Insgesamt haben die rot-grüne Koalition und die Landesregierung jedoch mit zwei Nachtragshaushalten in diesem Jahr bereits große Anstrengungen unternommen, um den Herausforderungen gerecht zu werden. Damit sind 740 Stellen für die Kompensation der geringeren Unterrichtsverpflichtung und 700 zusätzliche Stellen für Förderung von Flüchtlingskindern in den Schulen finanziert worden.

Auch in Zukunft werden wir flexibel reagieren.

Damit werden wir nicht in jedem Einzelfall Unterrichtsausfälle vermeiden können.
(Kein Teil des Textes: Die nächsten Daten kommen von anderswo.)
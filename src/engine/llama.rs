//! llama.cpp evaluation engine
//!
//! Adapter implementing the [`Evaluator`] contract on top of llama-cpp-2.
//! [`LlamaRuntime`] owns the backend and the loaded model;
//! [`LlamaEvaluator`] is one context-sized session borrowed from it. Engine
//! resources are freed by the llama-cpp-2 drop glue, so a session is
//! released exactly once when the evaluator goes out of scope.

use std::num::NonZeroU32;
use std::path::Path;
use std::time::Instant;

use llama_cpp_2::context::params::LlamaContextParams;
use llama_cpp_2::context::LlamaContext;
use llama_cpp_2::llama_backend::LlamaBackend;
use llama_cpp_2::llama_batch::LlamaBatch;
use llama_cpp_2::model::params::LlamaModelParams;
use llama_cpp_2::model::{AddBos, LlamaModel, Special};
use llama_cpp_2::sampling::LlamaSampler;
use llama_cpp_2::token::LlamaToken;
use tracing::info;

use crate::config::SamplingParams;
use crate::engine::{EngineConfig, EngineError, Evaluator, Token};

/// Loaded backend + model, from which evaluator sessions are opened.
pub struct LlamaRuntime {
    backend: LlamaBackend,
    model: LlamaModel,
    config: EngineConfig,
}

impl LlamaRuntime {
    /// Initialize the backend and load a model file.
    pub fn open<P: AsRef<Path>>(path: P, config: EngineConfig) -> Result<Self, EngineError> {
        let backend =
            LlamaBackend::init().map_err(|e| EngineError::BackendInit(e.to_string()))?;

        let model_params = LlamaModelParams::default()
            .with_n_gpu_layers(config.n_gpu_layers)
            .with_use_mlock(config.use_mlock);

        let model = LlamaModel::load_from_file(&backend, path.as_ref(), &model_params)
            .map_err(|e| EngineError::ModelLoad(e.to_string()))?;

        info!(
            path = %path.as_ref().display(),
            vocab = model.n_vocab(),
            ctx_train = model.n_ctx_train(),
            "model loaded"
        );

        Ok(Self {
            backend,
            model,
            config,
        })
    }

    /// Open a fresh evaluation session sized to the configured context.
    pub fn evaluator(&self) -> Result<LlamaEvaluator<'_>, EngineError> {
        let ctx_params = LlamaContextParams::default()
            .with_n_ctx(NonZeroU32::new(self.config.n_ctx).or(NonZeroU32::new(2048)))
            .with_n_batch(self.config.n_batch.max(1))
            .with_n_threads(self.config.n_threads)
            .with_n_threads_batch(self.config.n_threads);

        let ctx = self
            .model
            .new_context(&self.backend, ctx_params)
            .map_err(|e| EngineError::ContextCreate(e.to_string()))?;

        let seed = if self.config.seed == 0 {
            rand_seed()
        } else {
            self.config.seed
        };

        Ok(LlamaEvaluator {
            model: &self.model,
            ctx,
            seed,
            utf8_buffer: Vec::new(),
            n_eval: 0,
            started: Instant::now(),
        })
    }
}

/// One llama.cpp context implementing the evaluator contract.
pub struct LlamaEvaluator<'a> {
    model: &'a LlamaModel,
    ctx: LlamaContext<'a>,
    seed: u32,
    /// Staging for incomplete UTF-8 sequences split across tokens
    utf8_buffer: Vec<u8>,
    n_eval: usize,
    started: Instant,
}

impl Evaluator for LlamaEvaluator<'_> {
    fn n_ctx(&self) -> usize {
        self.ctx.n_ctx() as usize
    }

    fn tokenize(&self, text: &str, add_bos: bool) -> Result<Vec<Token>, EngineError> {
        let add_bos = if add_bos {
            AddBos::Always
        } else {
            AddBos::Never
        };
        let tokens = self
            .model
            .str_to_token(text, add_bos)
            .map_err(|e| EngineError::Tokenization(e.to_string()))?;
        Ok(tokens.into_iter().map(|t| Token(t.0)).collect())
    }

    fn evaluate(&mut self, tokens: &[Token], n_past: usize) -> Result<(), EngineError> {
        if tokens.is_empty() {
            return Ok(());
        }

        let mut batch = LlamaBatch::new(tokens.len(), 1);
        for (i, token) in tokens.iter().enumerate() {
            let is_last = i == tokens.len() - 1;
            batch
                .add(LlamaToken(token.0), (n_past + i) as i32, &[0], is_last)
                .map_err(|e| EngineError::Evaluation(e.to_string()))?;
        }

        self.ctx
            .decode(&mut batch)
            .map_err(|e| EngineError::Evaluation(e.to_string()))?;

        self.n_eval += tokens.len();
        Ok(())
    }

    fn sample(&mut self, window: &[Token], params: &SamplingParams) -> Result<Token, EngineError> {
        let mut sampler = if params.temperature < 0.01 {
            // Greedy for very low temperature, with penalties still applied
            LlamaSampler::chain_simple([
                LlamaSampler::penalties(window.len() as i32, params.repeat_penalty, 0.0, 0.0),
                LlamaSampler::greedy(),
            ])
        } else {
            // The chain is rebuilt per call so the penalty window can be
            // fed fresh; the seed must step, or every draw would restart
            // the same random stream.
            let step_seed = advance_seed(&mut self.seed);
            LlamaSampler::chain_simple([
                LlamaSampler::penalties(window.len() as i32, params.repeat_penalty, 0.0, 0.0),
                LlamaSampler::top_k(params.top_k),
                LlamaSampler::top_p(params.top_p, 1),
                LlamaSampler::temp(params.temperature),
                LlamaSampler::dist(step_seed),
            ])
        };

        // Feed the repetition window so the penalty sampler sees it.
        for token in window {
            sampler.accept(LlamaToken(token.0));
        }

        let token = sampler.sample(&self.ctx, -1);
        Ok(Token(token.0))
    }

    fn detokenize(&mut self, token: Token) -> Result<String, EngineError> {
        let bytes = self
            .model
            .token_to_bytes(LlamaToken(token.0), Special::Tokenize)
            .map_err(|e| EngineError::Detokenization(e.to_string()))?;

        self.utf8_buffer.extend_from_slice(&bytes);

        // Emit the longest valid UTF-8 prefix, keep the incomplete suffix.
        match std::str::from_utf8(&self.utf8_buffer) {
            Ok(s) => {
                let fragment = s.to_string();
                self.utf8_buffer.clear();
                Ok(fragment)
            }
            Err(e) => {
                let valid = e.valid_up_to();
                let fragment =
                    String::from_utf8_lossy(&self.utf8_buffer[..valid]).into_owned();
                self.utf8_buffer.drain(..valid);
                Ok(fragment)
            }
        }
    }

    fn is_eos(&self, token: Token) -> bool {
        self.model.is_eog_token(LlamaToken(token.0))
    }

    fn report_timings(&self) {
        let elapsed = self.started.elapsed();
        info!(
            n_eval = self.n_eval,
            elapsed_ms = elapsed.as_millis() as u64,
            "evaluator session finished"
        );
    }
}

/// Generates a random seed using system entropy
fn rand_seed() -> u32 {
    use std::collections::hash_map::RandomState;
    use std::hash::{BuildHasher, Hasher};
    RandomState::new().build_hasher().finish() as u32
}

/// Steps the sampling seed so each draw uses a fresh RNG stream while a run
/// stays reproducible from its starting seed.
fn advance_seed(seed: &mut u32) -> u32 {
    *seed = seed.wrapping_mul(747_796_405).wrapping_add(2_891_336_453);
    *seed
}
Das konnte bis heute noch keine Landesregierung in Niedersachen.

Es ist im Übrigen auch keineswegs ein neues Phänomen, dass wir seit längerer Zeit in einigen Fächern Probleme haben, genügend Fachlehrer zu haben. Wenn nach einer Befragung bei Elternvertretungen behauptet wird, dass 40% des Mathematik-, Musik- und Physikunterichts ausfallen würden, mag das zu schönen Schlagzeilen führen. Ein realistischer Blick auf die Verhältnisse gelingt so aber gewiss nicht.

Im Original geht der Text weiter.